How She's Developed Such a Mature Performance Quality So Young
A quiet childhood led Tatro to express herself through dance. Photo courtesy NYCDA/Evolve Photo & Video
When asked about the secret to her success onstage, Tatro laughs. "I was always a quiet kid, verbally," she explains. "So all of my emotions and my expression came out in my dancing." Imbuing movement with what she's feeling has always been her favorite part of dancing, she says. "I always try to grow from that."
What Makes Her Most Excited to Attend Juilliard
Tatro is particularly excited to study new ballet and modern techniques. Photo courtesy NYCDA/Evolve Photo & Video
Going from a small-town competition studio to the country's most prestigious conservatory in the heart of the Big Apple is a big change, Tatro admits. "Moving away from everybody I've known, teachers I've danced with for 15 years, that makes me nervous," she says. But the leap is worth it: "Just to share the studio with people as focused and committed as I am, to learn from teachers and other students who are so open and welcoming and eager to learn, I feel so lucky. I'm already so obsessed."

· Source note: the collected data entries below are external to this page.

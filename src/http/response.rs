//! Immutable response value and its finalize step.
//!
//! # Responsibilities
//! - Accumulate status, headers, payload and message through `with_*` copies
//! - Serialize the `{status, message, data}` envelope through the bound codec
//!
//! # Design Decisions
//! - Status stays unset until assigned; the envelope then carries `null`
//! - Finalize validates before writing, so a failure leaves the body untouched
//! - Reason phrases come from the standard table unless overridden

use std::sync::Arc;

use axum::http::StatusCode;
use serde_json::{Map, Value};

use crate::codec::{ContentCodec, MediaType};
use crate::error::{Result, RouterError};
use crate::http::headers::{Headers, HttpMessage};
use crate::http::stream::Stream;

const DEFAULT_PROTOCOL: &str = "1.1";

/// Copy-on-write response.
#[derive(Debug, Clone, Default)]
pub struct Response {
    status: Option<u16>,
    reason: String,
    headers: Headers,
    body: Stream,
    data: Option<Arc<Value>>,
    message: Option<String>,
    codec: Option<Arc<dyn ContentCodec>>,
    protocol: Option<String>,
}

impl Response {
    pub fn new() -> Self {
        Self::default()
    }

    pub fn status(&self) -> Option<u16> {
        self.status
    }

    pub fn reason_phrase(&self) -> &str {
        &self.reason
    }

    pub fn body(&self) -> &Stream {
        &self.body
    }

    pub fn data(&self) -> Option<&Value> {
        self.data.as_deref()
    }

    pub fn message(&self) -> Option<&str> {
        self.message.as_deref()
    }

    pub fn codec(&self) -> Option<&Arc<dyn ContentCodec>> {
        self.codec.as_ref()
    }

    pub fn protocol_version(&self) -> &str {
        self.protocol.as_deref().unwrap_or(DEFAULT_PROTOCOL)
    }

    pub fn with_codec(&self, codec: Arc<dyn ContentCodec>) -> Self {
        Self {
            codec: Some(codec),
            ..self.clone()
        }
    }

    pub fn with_content(&self, media: MediaType) -> Self {
        self.with_codec(media.codec())
    }

    /// Copy with `code`; an empty `reason` selects the standard phrase.
    pub fn with_status(&self, code: u16, reason: &str) -> Self {
        let reason = if reason.is_empty() {
            default_reason_phrase(code).to_string()
        } else {
            reason.to_string()
        };
        Self {
            status: Some(code),
            reason,
            ..self.clone()
        }
    }

    pub fn with_data(&self, data: impl Into<Value>) -> Self {
        Self {
            data: Some(Arc::new(data.into())),
            ..self.clone()
        }
    }

    pub fn without_data(&self) -> Self {
        Self {
            data: None,
            ..self.clone()
        }
    }

    pub fn with_message(&self, message: impl Into<String>) -> Self {
        Self {
            message: Some(message.into()),
            ..self.clone()
        }
    }

    pub fn with_protocol_version(&self, version: &str) -> Self {
        Self {
            protocol: Some(version.to_string()),
            ..self.clone()
        }
    }

    pub fn with_body(&self, body: Stream) -> Self {
        Self {
            body,
            ..self.clone()
        }
    }

    /// `HTTP/<version> <code> <phrase>`.
    pub fn status_line(&self) -> String {
        let code = self.status.map(|c| c.to_string()).unwrap_or_default();
        format!("HTTP/{} {} {}", self.protocol_version(), code, self.reason)
            .trim_end()
            .to_string()
    }

    /// The serialized envelope, in wire order.
    pub fn envelope(&self) -> Map<String, Value> {
        let mut envelope = Map::new();
        envelope.insert(
            "status".to_string(),
            self.status.map_or(Value::Null, Value::from),
        );
        envelope.insert(
            "message".to_string(),
            self.message.clone().map_or(Value::Null, Value::String),
        );
        envelope.insert(
            "data".to_string(),
            self.data.as_deref().cloned().unwrap_or(Value::Null),
        );
        envelope
    }

    /// Serialize the envelope into the body stream.
    ///
    /// Returns the number of bytes written. Nothing is written when header
    /// validation, codec lookup or conversion fails.
    pub fn to_response(&self) -> Result<usize> {
        self.headers.validate_names()?;
        let codec = self.codec.as_ref().ok_or(RouterError::UnboundCodec)?;
        let text = codec.convert(&self.envelope())?;
        Ok(self.body.write(text.as_bytes())?)
    }
}

impl HttpMessage for Response {
    fn headers(&self) -> &Headers {
        &self.headers
    }

    fn replace_headers(&self, headers: Headers) -> Self {
        Self {
            headers,
            ..self.clone()
        }
    }
}

/// Standard phrase for `code`, or `""` when the code has none.
pub fn default_reason_phrase(code: u16) -> &'static str {
    StatusCode::from_u16(code)
        .ok()
        .and_then(|status| status.canonical_reason())
        .unwrap_or("")
}
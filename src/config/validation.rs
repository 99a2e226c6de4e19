//! Configuration validation.
//!
//! # Responsibilities
//! - Semantic validation (serde handles syntactic)
//! - Validate value ranges (timeouts > 0, statuses in range)
//! - Check addresses parse before anything binds them
//!
//! # Design Decisions
//! - Returns all validation errors, not just first
//! - Validation is pure function: ServerConfig → Result<(), Vec<ValidationError>>
//! - Runs before config is accepted into the system

use std::net::SocketAddr;

use thiserror::Error;

use crate::config::schema::ServerConfig;

/// One semantic problem in a configuration.
#[derive(Debug, Clone, PartialEq, Eq, Error)]
pub enum ValidationError {
    /// An address field does not parse as `host:port`.
    #[error("Invalid socket address for {field}: {value}")]
    InvalidAddress { field: &'static str, value: String },

    /// `router.allowed_methods` was given but lists nothing.
    #[error("router.allowed_methods must not be empty")]
    EmptyAllowedMethods,

    /// `router.charset` is blank.
    #[error("router.charset must not be empty")]
    EmptyCharset,

    /// A message override uses a status outside 100..=599.
    #[error("Message {key} has invalid status {status}")]
    InvalidStatus { key: String, status: u16 },

    /// A numeric limit that must be positive is zero.
    #[error("{0} must be greater than 0")]
    ZeroValue(&'static str),
}

/// Check `config` and collect every problem found.
pub fn validate_config(config: &ServerConfig) -> Result<(), Vec<ValidationError>> {
    let mut errors = Vec::new();

    if config.listener.bind_address.parse::<SocketAddr>().is_err() {
        errors.push(ValidationError::InvalidAddress {
            field: "listener.bind_address",
            value: config.listener.bind_address.clone(),
        });
    }

    if config.observability.metrics_enabled
        && config.observability.metrics_address.parse::<SocketAddr>().is_err()
    {
        errors.push(ValidationError::InvalidAddress {
            field: "observability.metrics_address",
            value: config.observability.metrics_address.clone(),
        });
    }

    if matches!(&config.router.allowed_methods, Some(methods) if methods.is_empty()) {
        errors.push(ValidationError::EmptyAllowedMethods);
    }

    if config.router.charset.trim().is_empty() {
        errors.push(ValidationError::EmptyCharset);
    }

    for (key, message) in &config.messages {
        if !(100..=599).contains(&message.status) {
            errors.push(ValidationError::InvalidStatus {
                key: key.clone(),
                status: message.status,
            });
        }
    }

    if config.security.max_body_size == 0 {
        errors.push(ValidationError::ZeroValue("security.max_body_size"));
    }
    if config.timeouts.request_secs == 0 {
        errors.push(ValidationError::ZeroValue("timeouts.request_secs"));
    }

    if errors.is_empty() {
        Ok(())
    } else {
        Err(errors)
    }
}
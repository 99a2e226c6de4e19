//! Transport-level input to the pipeline.
//!
//! # Data Flow
//! ```text
//! axum request  ─┐
//!                ├→ TransportEvent → Router::emit → Emission → transport output
//! CGI env+stdin ─┘
//! ```
//!
//! # Design Decisions
//! - An event is plain data; it owns the raw body and any multipart parts
//! - Faults found while reading the body travel with the event so the
//!   pipeline can answer them with a negotiated error response

pub mod cgi;
pub mod multipart;

use std::collections::BTreeMap;

use bytes::Bytes;
use serde_json::{Map, Value};

use crate::http::request::UploadedFile;

/// Fields and files decoded from a `multipart/form-data` body.
#[derive(Debug, Clone, Default, PartialEq)]
pub struct FormData {
    pub fields: Map<String, Value>,
    pub files: Vec<UploadedFile>,
}

/// One raw request as seen by a transport.
#[derive(Debug, Clone, Default)]
pub struct TransportEvent {
    pub method: Option<String>,
    pub uri: String,
    pub protocol_version: String,
    pub headers: Vec<(String, String)>,
    pub query: Vec<(String, String)>,
    pub cookies: BTreeMap<String, String>,
    pub body: Bytes,
    pub form: Option<FormData>,
    pub fault: Option<String>,
}

impl TransportEvent {
    /// Event for `method` on `uri`; query pairs are decoded from the URI.
    pub fn new(method: impl Into<String>, uri: impl Into<String>) -> Self {
        let uri = uri.into();
        let query = parse_query(query_part(&uri));
        Self {
            method: Some(method.into()),
            uri,
            protocol_version: "1.1".to_string(),
            query,
            ..Self::default()
        }
    }

    /// Append a header; a `Cookie` header also fills the cookie mapping.
    pub fn with_header(mut self, name: impl Into<String>, value: impl Into<String>) -> Self {
        let (name, value) = (name.into(), value.into());
        if name.eq_ignore_ascii_case("cookie") {
            self.cookies.extend(parse_cookies(&value));
        }
        self.headers.push((name, value));
        self
    }

    pub fn with_body(mut self, body: impl Into<Bytes>) -> Self {
        self.body = body.into();
        self
    }

    pub fn with_form(mut self, form: FormData) -> Self {
        self.form = Some(form);
        self
    }

    pub fn with_fault(mut self, fault: impl Into<String>) -> Self {
        self.fault = Some(fault.into());
        self
    }

    pub fn with_protocol_version(mut self, version: impl Into<String>) -> Self {
        self.protocol_version = version.into();
        self
    }

    /// First value of header `name`.
    pub fn header(&self, name: &str) -> Option<&str> {
        self.headers
            .iter()
            .find(|(existing, _)| existing.eq_ignore_ascii_case(name))
            .map(|(_, value)| value.as_str())
    }

    pub fn content_type(&self) -> Option<&str> {
        self.header("content-type")
    }

    pub fn is_multipart(&self) -> bool {
        self.content_type()
            .is_some_and(|ct| ct.to_ascii_lowercase().contains("multipart/form-data"))
    }

    /// True when the client asks for HTML, i.e. a browser.
    pub fn accepts_html(&self) -> bool {
        self.header("accept")
            .is_some_and(|accept| accept.contains("text/html"))
    }
}

fn query_part(uri: &str) -> &str {
    let without_fragment = uri.split('#').next().unwrap_or_default();
    without_fragment
        .split_once('?')
        .map(|(_, query)| query)
        .unwrap_or_default()
}

/// Decode `a=1&b=2` into ordered pairs.
pub fn parse_query(query: &str) -> Vec<(String, String)> {
    url::form_urlencoded::parse(query.as_bytes())
        .into_owned()
        .collect()
}

/// Decode a `Cookie` header (`a=1; b=2`).
pub fn parse_cookies(header: &str) -> Vec<(String, String)> {
    header
        .split(';')
        .filter_map(|pair| {
            let (name, value) = pair.split_once('=')?;
            let name = name.trim();
            (!name.is_empty()).then(|| (name.to_string(), value.trim().to_string()))
        })
        .collect()
}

What's her ultimate goal? "I don't know, I want to do it all!" says Tatro. "Honestly, figuring that out is part of why I'm excited to train at Juilliard."
Her Advice for Students Just Starting To Make College Decisions
Tatro suggests embracing your individuality and your unique path. Photo courtesy NYCDA/Evolve Photo & Video
"Don't stress as much as you probably are right now!" she says. "It's hard to get out of your head, to not only focus on one college because of what you think you want. But remember: There is someone out there who wants you and sees your potential and all the hard work you've done."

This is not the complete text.